1. It breaks any existing and future assumptions around there being 1 execution layer for each consensus layer client in the OP Stack.
2. Adding software between a source and desintination will always incur some latency hit.
3. Without propoer illumination, it could make portions of the protocol opaque to the user, but this may be true of any custom ordering rule.
4. A working solution could delay an in-protocol solution indefinitely due to lack of urgency to merge in.

## Resource Usage

This approach doubles the amount of bandwidth needed for sending a block to the `op-node` by accepting an external block from the block builder. Bu the sidecar only forwards one payload to `op-node` based on it's selection criteria.

# Alternatives Considered
A variety of alternate desgns we're considered and some implemented.
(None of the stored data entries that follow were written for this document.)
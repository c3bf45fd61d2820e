//! `Authorization: Bearer <token>` header extraction.

use axum::http::{HeaderMap, header};

use crate::error::RejectionReason;

const BEARER_PREFIX: &str = "Bearer ";

/// Pull the raw token out of the `Authorization` header.
///
/// The header has to split into exactly two parts on `"Bearer "`: leading prefix,
/// then a remainder that does not repeat it. The token itself is not inspected here.
pub fn extract_bearer(headers: &HeaderMap) -> Result<&str, RejectionReason> {
    let value = match headers.get(header::AUTHORIZATION) {
        Some(v) if !v.is_empty() => v,
        _ => return Err(RejectionReason::MissingCredential),
    };

    let value = value
        .to_str()
        .map_err(|_| RejectionReason::MalformedScheme)?;

    let token = value
        .strip_prefix(BEARER_PREFIX)
        .ok_or(RejectionReason::MalformedScheme)?;

    if token.contains(BEARER_PREFIX) {
        return Err(RejectionReason::MalformedScheme);
    }

    Ok(token)
}

#[cfg(test)]
mod tests {
    use axum::http::HeaderValue;

    use super::*;

    fn headers_with(value: &'static [u8]) -> HeaderMap {
        let mut headers = HeaderMap::new();
        headers.insert(header::AUTHORIZATION, HeaderValue::from_bytes(value).unwrap());
        headers
    }

    #[test]
    fn bearer_token_is_extracted() {
        let headers = headers_with(b"Bearer abc.def.ghi");
        assert_eq!(extract_bearer(&headers), Ok("abc.def.ghi"));
    }

    #[test]
    fn missing_header_is_missing_credential() {
        let headers = HeaderMap::new();
        assert_eq!(
            extract_bearer(&headers),
            Err(RejectionReason::MissingCredential)
        );
    }

    #[test]
    fn empty_header_is_missing_credential() {
        let headers = headers_with(b"");
        assert_eq!(
            extract_bearer(&headers),
            Err(RejectionReason::MissingCredential)
        );
    }

    #[test]
    fn bare_token_is_malformed_scheme() {
        let headers = headers_with(b"abc.def.ghi");
        assert_eq!(
            extract_bearer(&headers),
            Err(RejectionReason::MalformedScheme)
        );
    }

    #[test]
    fn other_schemes_are_malformed_scheme() {
        let values: [&[u8]; 5] = [
            b"Basic dXNlcjpwYXNz",
            b"bearer abc.def.ghi",
            b"Bearer",
            b"xBearer abc.def.ghi",
            b"Bearer Bearer abc.def.ghi",
        ];
        for value in values {
            let mut headers = HeaderMap::new();
            headers.insert(header::AUTHORIZATION, HeaderValue::from_bytes(value).unwrap());
            assert_eq!(
                extract_bearer(&headers),
                Err(RejectionReason::MalformedScheme),
                "{:?}",
                String::from_utf8_lossy(value)
            );
        }
    }

    #[test]
    fn non_ascii_header_is_malformed_scheme() {
        let headers = headers_with(b"Bearer \xff\xfe");
        assert_eq!(
            extract_bearer(&headers),
            Err(RejectionReason::MalformedScheme)
        );
    }

    #[test]
    fn empty_token_after_prefix_is_passed_through() {
        let headers = headers_with(b"Bearer ");
        assert_eq!(extract_bearer(&headers), Ok(""));
    }
}
pub mod auth_claims;

pub use auth_claims::AuthClaims;
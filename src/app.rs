/*
 * Responsibility
 * - tracing / panic hook の初期化
 * - Config読み込み → CredentialGate 生成 → Router 組み立て
 * - Middleware の適用 (HTTP 横断 / security headers / CORS)
 * - axum::serve() で起動
 */
use std::{panic, process};

use anyhow::{Context, Result};
use axum::Router;
use tracing_subscriber::{layer::SubscriberExt, util::SubscriberInitExt};

use crate::api;
use crate::config::Config;
use crate::middleware;
use crate::services::auth::build_credential_gate;
use crate::state::AppState;

fn init_tracing() {
    // RUST_LOG があればそれを優先する
    // 例: RUST_LOG=info,bearer_gate=debug,tower_http=debug cargo run
    let filter = tracing_subscriber::EnvFilter::try_from_default_env()
        .unwrap_or_else(|_| tracing_subscriber::EnvFilter::new("info,tower_http=info"));

    tracing_subscriber::registry()
        .with(filter)
        .with(tracing_subscriber::fmt::layer())
        .init();
}

fn init_panic_hook(abort_on_panic: bool) {
    let default_hook = panic::take_hook();

    panic::set_hook(Box::new(move |info| {
        tracing::error!(?info, "panic");

        // development: すぐ気付けるようにプロセスごと落とす
        if abort_on_panic {
            process::abort();
        } else {
            default_hook(info);
        }
    }))
}

pub async fn run() -> Result<()> {
    init_tracing();

    let config = Config::from_env().context("failed to load configuration")?;
    init_panic_hook(!config.app_env.is_production());

    let gate = build_credential_gate(&config).context("invalid token policy")?;
    tracing::info!(
        policy = ?gate.policy(),
        "starting bearer gate in {:?} mode on {}",
        config.app_env,
        config.addr
    );

    let state = AppState::new(gate);
    let app = build_router(state, &config);

    let listener = tokio::net::TcpListener::bind(config.addr)
        .await
        .with_context(|| format!("failed to bind {}", config.addr))?;
    axum::serve(listener, app).await?;

    Ok(())
}

fn build_router(state: AppState, config: &Config) -> Router {
    let router = Router::new()
        .nest("/api/v1", api::v1::routes(state.clone()))
        .with_state(state);

    let router = middleware::security_headers::apply(router);
    let router = middleware::cors::apply(router, config);
    middleware::http::apply(router, config)
}

#[cfg(test)]
mod tests {
    use axum::{
        body::Body,
        http::{Request, StatusCode, header},
    };
    use jsonwebtoken::{Algorithm, EncodingKey, Header};
    use serde_json::json;
    use tower::ServiceExt;

    use super::*;

    fn test_config() -> Config {
        Config::from_vars(|key| match key {
            "TOKEN_PASSWORD" => Some("this is a test".to_string()),
            _ => None,
        })
        .unwrap()
    }

    fn app() -> Router {
        let config = test_config();
        let gate = build_credential_gate(&config).unwrap();
        build_router(AppState::new(gate), &config)
    }

    async fn send(request: Request<Body>) -> (StatusCode, axum::http::HeaderMap, String) {
        let response = app().oneshot(request).await.unwrap();
        let status = response.status();
        let headers = response.headers().clone();
        let body = axum::body::to_bytes(response.into_body(), usize::MAX)
            .await
            .unwrap();
        (status, headers, String::from_utf8(body.to_vec()).unwrap())
    }

    #[tokio::test]
    async fn health_is_open() {
        let (status, _, body) = send(
            Request::get("/api/v1/health").body(Body::empty()).unwrap(),
        )
        .await;

        assert_eq!(status, StatusCode::OK);
        assert!(body.contains(r#""status":"ok""#), "{body}");
    }

    #[tokio::test]
    async fn protected_requires_token() {
        let (status, headers, body) = send(
            Request::get("/api/v1/protected").body(Body::empty()).unwrap(),
        )
        .await;

        assert_eq!(status, StatusCode::FORBIDDEN);
        assert_eq!(body, r#"{"message":"Missing auth token."}"#);
        assert_eq!(headers.get(header::CONTENT_TYPE).unwrap(), "application/json");
        assert!(headers.contains_key("x-request-id"));
        assert_eq!(headers.get("x-content-type-options").unwrap(), "nosniff");
    }

    #[tokio::test]
    async fn protected_with_valid_token() {
        let token = jsonwebtoken::encode(
            &Header::new(Algorithm::HS256),
            &json!({}),
            &EncodingKey::from_secret(b"this is a test"),
        )
        .unwrap();

        let (status, _, body) = send(
            Request::get("/api/v1/protected")
                .header(header::AUTHORIZATION, format!("Bearer {token}"))
                .body(Body::empty())
                .unwrap(),
        )
        .await;

        assert_eq!(status, StatusCode::OK);
        assert_eq!(body, r#"{"message":"got through protection"}"#);
    }

    #[tokio::test]
    async fn request_id_is_propagated() {
        let (_, headers, _) = send(
            Request::get("/api/v1/health")
                .header("x-request-id", "req-123")
                .body(Body::empty())
                .unwrap(),
        )
        .await;

        assert_eq!(headers.get("x-request-id").unwrap(), "req-123");
    }
}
1. Proposer `op-node` <> `builder-op-geth` (payload attributes stream):
- Proposer's` op-node` requests block from builder's op-geth.
- Proposer's` op-node` provides payload attributes stream to Builder'sop-geth.
- Pros: uses alternative and customizable communication channel for payload attributes stream.
- Cons: requires modification to `op-node`.

2. Proposer `op-node` <> Builder `op-geth` (no payload attributes stream):
- Similar to design 1 above, but without payload attributes stream.
- Block building triggered by enabling block payload attributes in engine_forkchoiceUpdated call.
- Pros: fewer modifications than design 1.
- Cons: stil requires modification to `op-node`.

3. Proposer `op-node` <> Builder `op-node`: (builder API)
- Proposer's` op-node` requests block from builder's` op-node` using a special API.
- Pros: more modifications to `op-node` than design 2 but less than design 1.
- Cons: allows for more flexibility in information requested from block builders since request isn't restricted to payloadAttributes.

4. Proposer `op-geth` <> Builder `op-geth`:
- Proposer's op-geth requests block directly from builder's op-geth.
- Pros: likely the fastest approach since proposers `op-geth` is the ultimate executor of the payload.
- Cons: requires modification to `op-geth` which is in some ways more sacred than `op-geth` due to it's policy of a minized code diff to upstream geth.

# Risks & Uncertainties

These questions, along with protocol discovery, will be the main goal of documenting during the build out and productionizing of this first step.

1. **Architectural assumption:** The proposed solution would challenge any existing assumption of one Execution Layer (EL) client for each Consensus Layer (CL) client in the OP Stack, potentially leading to unforeseen consequences.

2. **Performance impact:** Introducing a sidecar component between `op-node` and `op-geth` may introduce additional latency in block production and propagation, impacting overall system performance.

3. **Security vulnerability:** The sidecar introduces a new attack surface that needs to be secured, particularly in terms of authentication and authorization between the sidecar and external block builders.

4. **Maintenance:** Future updates to `op-node` or `op-geth` may break the sidecar's functionality if it relies on specific interfaces or behaviors, creating ongoing compatibility challenges that need to be incorporated in the clients e2e testing environment.

5. **Increased complexity:** While the sidecar approach minimizes changes to existing components, it adds complexity to the overall system architecture, potentially making it harder for new developers to understand and contribute to the project.